• **Exercise aim**
What follows is a set of records; copy all of it exactly.

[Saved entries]

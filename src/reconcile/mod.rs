//! Turning server batches into a new materialized set plus a diff.
//!
//! Reconciliation is a pure data transform: it never fails and never
//! performs I/O. The caller owns the previous set and hands it over; the
//! result carries the replacement.
//!
//! # Example
//!
//! ```ignore
//! let result = reconcile(previous, Batch::updates(changed), &directions, Some(20));
//! if result.should_notify() {
//!     fan_out(&result.documents, &result.inserted, &result.updated, &result.removed);
//! }
//! ```

mod batch;
mod classify;

pub use batch::{reconcile, Batch, Reconciliation};
pub use classify::{classify, classify_and_apply};
//! In-memory cache implementation.

use super::{CacheStore, DatasetCompletion, ObjectCompletion};
use crate::query::Fingerprint;
use crate::types::Document;
use lru::LruCache;
use parking_lot::Mutex;
use std::num::NonZeroUsize;

/// LRU-bounded in-process cache. Completions run synchronously on the
/// calling thread.
pub struct MemoryCache {
    /// Datasets by subscription fingerprint.
    datasets: Mutex<LruCache<Fingerprint, Vec<Document>>>,

    /// Single documents by (collection, id).
    objects: Mutex<LruCache<(String, String), Document>>,
}

impl MemoryCache {
    /// Create a cache holding at most `capacity` datasets and
    /// `capacity` single documents.
    pub fn new(capacity: usize) -> Self {
        let capacity = NonZeroUsize::new(capacity.max(1)).unwrap_or(NonZeroUsize::MIN);

        Self {
            datasets: Mutex::new(LruCache::new(capacity)),
            objects: Mutex::new(LruCache::new(capacity)),
        }
    }

    /// Current dataset for a fingerprint, without touching recency.
    pub fn dataset(&self, fingerprint: &Fingerprint) -> Option<Vec<Document>> {
        self.datasets.lock().peek(fingerprint).cloned()
    }

    /// Current copy of one document, without touching recency.
    pub fn object(&self, group: &str, id: &str) -> Option<Document> {
        self.objects
            .lock()
            .peek(&(group.to_string(), id.to_string()))
            .cloned()
    }
}

impl Default for MemoryCache {
    fn default() -> Self {
        Self::new(128)
    }
}

impl CacheStore for MemoryCache {
    fn load(&self, fingerprint: &Fingerprint, completion: DatasetCompletion) {
        let cached = self.datasets.lock().get(fingerprint).cloned();
        completion(cached);
    }

    fn store(&self, fingerprint: &Fingerprint, documents: &[Document]) {
        {
            let mut objects = self.objects.lock();
            for document in documents {
                objects.put(
                    (document.collection.clone(), document.id.clone()),
                    document.clone(),
                );
            }
        }
        self.datasets
            .lock()
            .put(fingerprint.clone(), documents.to_vec());
    }

    fn load_object(&self, group: &str, id: &str, completion: ObjectCompletion) {
        let cached = self
            .objects
            .lock()
            .get(&(group.to_string(), id.to_string()))
            .cloned();
        completion(cached);
    }

    fn store_object(&self, document: &Document) {
        self.objects.lock().put(
            (document.collection.clone(), document.id.clone()),
            document.clone(),
        );
    }

    fn remove_object(&self, group: &str, id: &str) {
        self.objects.lock().pop(&(group.to_string(), id.to_string()));
    }
}
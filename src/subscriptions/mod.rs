//! Live subscriptions with fan-out to many subscribers.
//!
//! Every logical subscription is keyed by the fingerprint of its target.
//! Subscriptions with equal fingerprints share one manager, which owns the
//! wire-level subscription, the reconciled dataset and the subscriber
//! roster. Subscribers receive:
//! - the dataset plus added/updated/removed lists on every change
//! - an immediate replay when joining a manager that already has data
//! - one terminal failure if the subscription is lost or the subscriber's
//!   buffer overflows
//!
//! # Example
//!
//! ```ignore
//! let handle = client.subscribe(Query::new("posts").limit(20))?;
//!
//! loop {
//!     match handle.recv() {
//!         Ok(SubscriptionEvent::Changed(change)) => println!("{} docs", change.documents.len()),
//!         Ok(SubscriptionEvent::Failed(err)) => break,
//!         Ok(_) => {}
//!         Err(_) => break,
//!     }
//! }
//! ```

mod manager;
mod registry;
mod types;

pub(crate) use registry::SubscriptionRegistry;
pub(crate) use types::EventSink;
pub use types::{
    ChangeSet, SubscriptionCallback, SubscriptionEvent, SubscriptionHandle, SubscriptionState,
};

• **Solution to the problem**
filename src/reconcile/mod.rs
//! Turning server batches into a new materialized set plus a diff.
//!
//! Reconciliation is a pure data transform: it never fails and never
//! performs I/O. The caller owns the previous set and hands it over; the
//! result carries the replacement.
//!
//! # Example
//!
//! ```ignore
//! let result = reconcile(previous, Batch::updates(changed), &directions, Some(20));
//! if result.should_notify() {
//!     fan_out(&result.documents, &result.inserted, &result.updated, &result.removed);
//! }
//! ```

mod batch;
mod classify;

pub use batch::{reconcile, Batch, Reconciliation};
pub use classify::{classify, classify_and_apply};
//! In-memory cache implementation.

use super::{CacheStore, DatasetCompletion, ObjectCompletion};
use crate::query::Fingerprint;
use crate::types::Document;
use lru::LruCache;
use parking_lot::Mutex;
use std::num::NonZeroUsize;

/// LRU-bounded in-process cache. Completions run synchronously on the
/// calling thread.
pub struct MemoryCache {
    /// Datasets by subscription fingerprint.
    datasets: Mutex<LruCache<Fingerprint, Vec<Document>>>,

    /// Single documents by (collection, id).
    objects: Mutex<LruCache<(String, String), Document>>,
}

impl MemoryCache {
    /// Create a cache holding at most `capacity` datasets and
    /// `capacity` single documents.
    pub fn new(capacity: usize) -> Self {
        let capacity = NonZeroUsize::new(capacity.max(1)).unwrap_or(NonZeroUsize::MIN);

        Self {
            datasets: Mutex::new(LruCache::new(capacity)),
            objects: Mutex::new(LruCache::new(capacity)),
        }
    }

    /// Current dataset for a fingerprint, without touching recency.
    pub fn dataset(&self, fingerprint: &Fingerprint) -> Option<Vec<Document>> {
        self.datasets.lock().peek(fingerprint).cloned()
    }

    /// Current copy of one document, without touching recency.
    pub fn object(&self, group: &str, id: &str) -> Option<Document> {
        self.objects
            .lock()
            .peek(&(group.to_string(), id.to_string()))
            .cloned()
    }
}

impl Default for MemoryCache {
    fn default() -> Self {
        Self::new(128)
    }
}

impl CacheStore for MemoryCache {
    fn load(&self, fingerprint: &Fingerprint, completion: DatasetCompletion) {
        let cached = self.datasets.lock().get(fingerprint).cloned();
        completion(cached);
    }

    fn store(&self, fingerprint: &Fingerprint, documents: &[Document]) {
        {
            let mut objects = self.objects.lock();
            for document in documents {
                objects.put(
                    (document.collection.clone(), document.id.clone()),
                    document.clone(),
                );
            }
        }
        self.datasets
            .lock()
            .put(fingerprint.clone(), documents.to_vec());
    }

    fn load_object(&self, group: &str, id: &str, completion: ObjectCompletion) {
        let cached = self
            .objects
            .lock()
            .get(&(group.to_string(), id.to_string()))
            .cloned();
        completion(cached);
    }

    fn store_object(&self, document: &Document) {
        self.objects.lock().put(
            (document.collection.clone(), document.id.clone()),
            document.clone(),
        );
    }

    fn remove_object(&self, group: &str, id: &str) {
        self.objects.lock().pop(&(group.to_string(), id.to_string()));
    }
}
filename src/subscriptions/mod.rs
//! Live subscriptions with fan-out to many subscribers.
//!
//! Every logical subscription is keyed by the fingerprint of its target.
//! Subscriptions with equal fingerprints share one manager, which owns the
//! wire-level subscription, the reconciled dataset and the subscriber
//! roster. Subscribers receive:
//! - the dataset plus added/updated/removed lists on every change
//! - an immediate replay when joining a manager that already has data
//! - one terminal failure if the subscription is lost or the subscriber's
//!   buffer overflows
//!
//! # Example
//!
//! ```ignore
//! let handle = client.subscribe(Query::new("posts").limit(20))?;
//!
//! loop {
//!     match handle.recv() {
//!         Ok(SubscriptionEvent::Changed(change)) => println!("{} docs", change.documents.len()),
//!         Ok(SubscriptionEvent::Failed(err)) => break,
//!         Ok(_) => {}
//!         Err(_) => break,
//!     }
//! }
//! ```

mod manager;
mod registry;
mod types;

pub(crate) use registry::SubscriptionRegistry;
pub(crate) use types::EventSink;
pub use types::{
    ChangeSet, SubscriptionCallback, SubscriptionEvent, SubscriptionHandle, SubscriptionState,
};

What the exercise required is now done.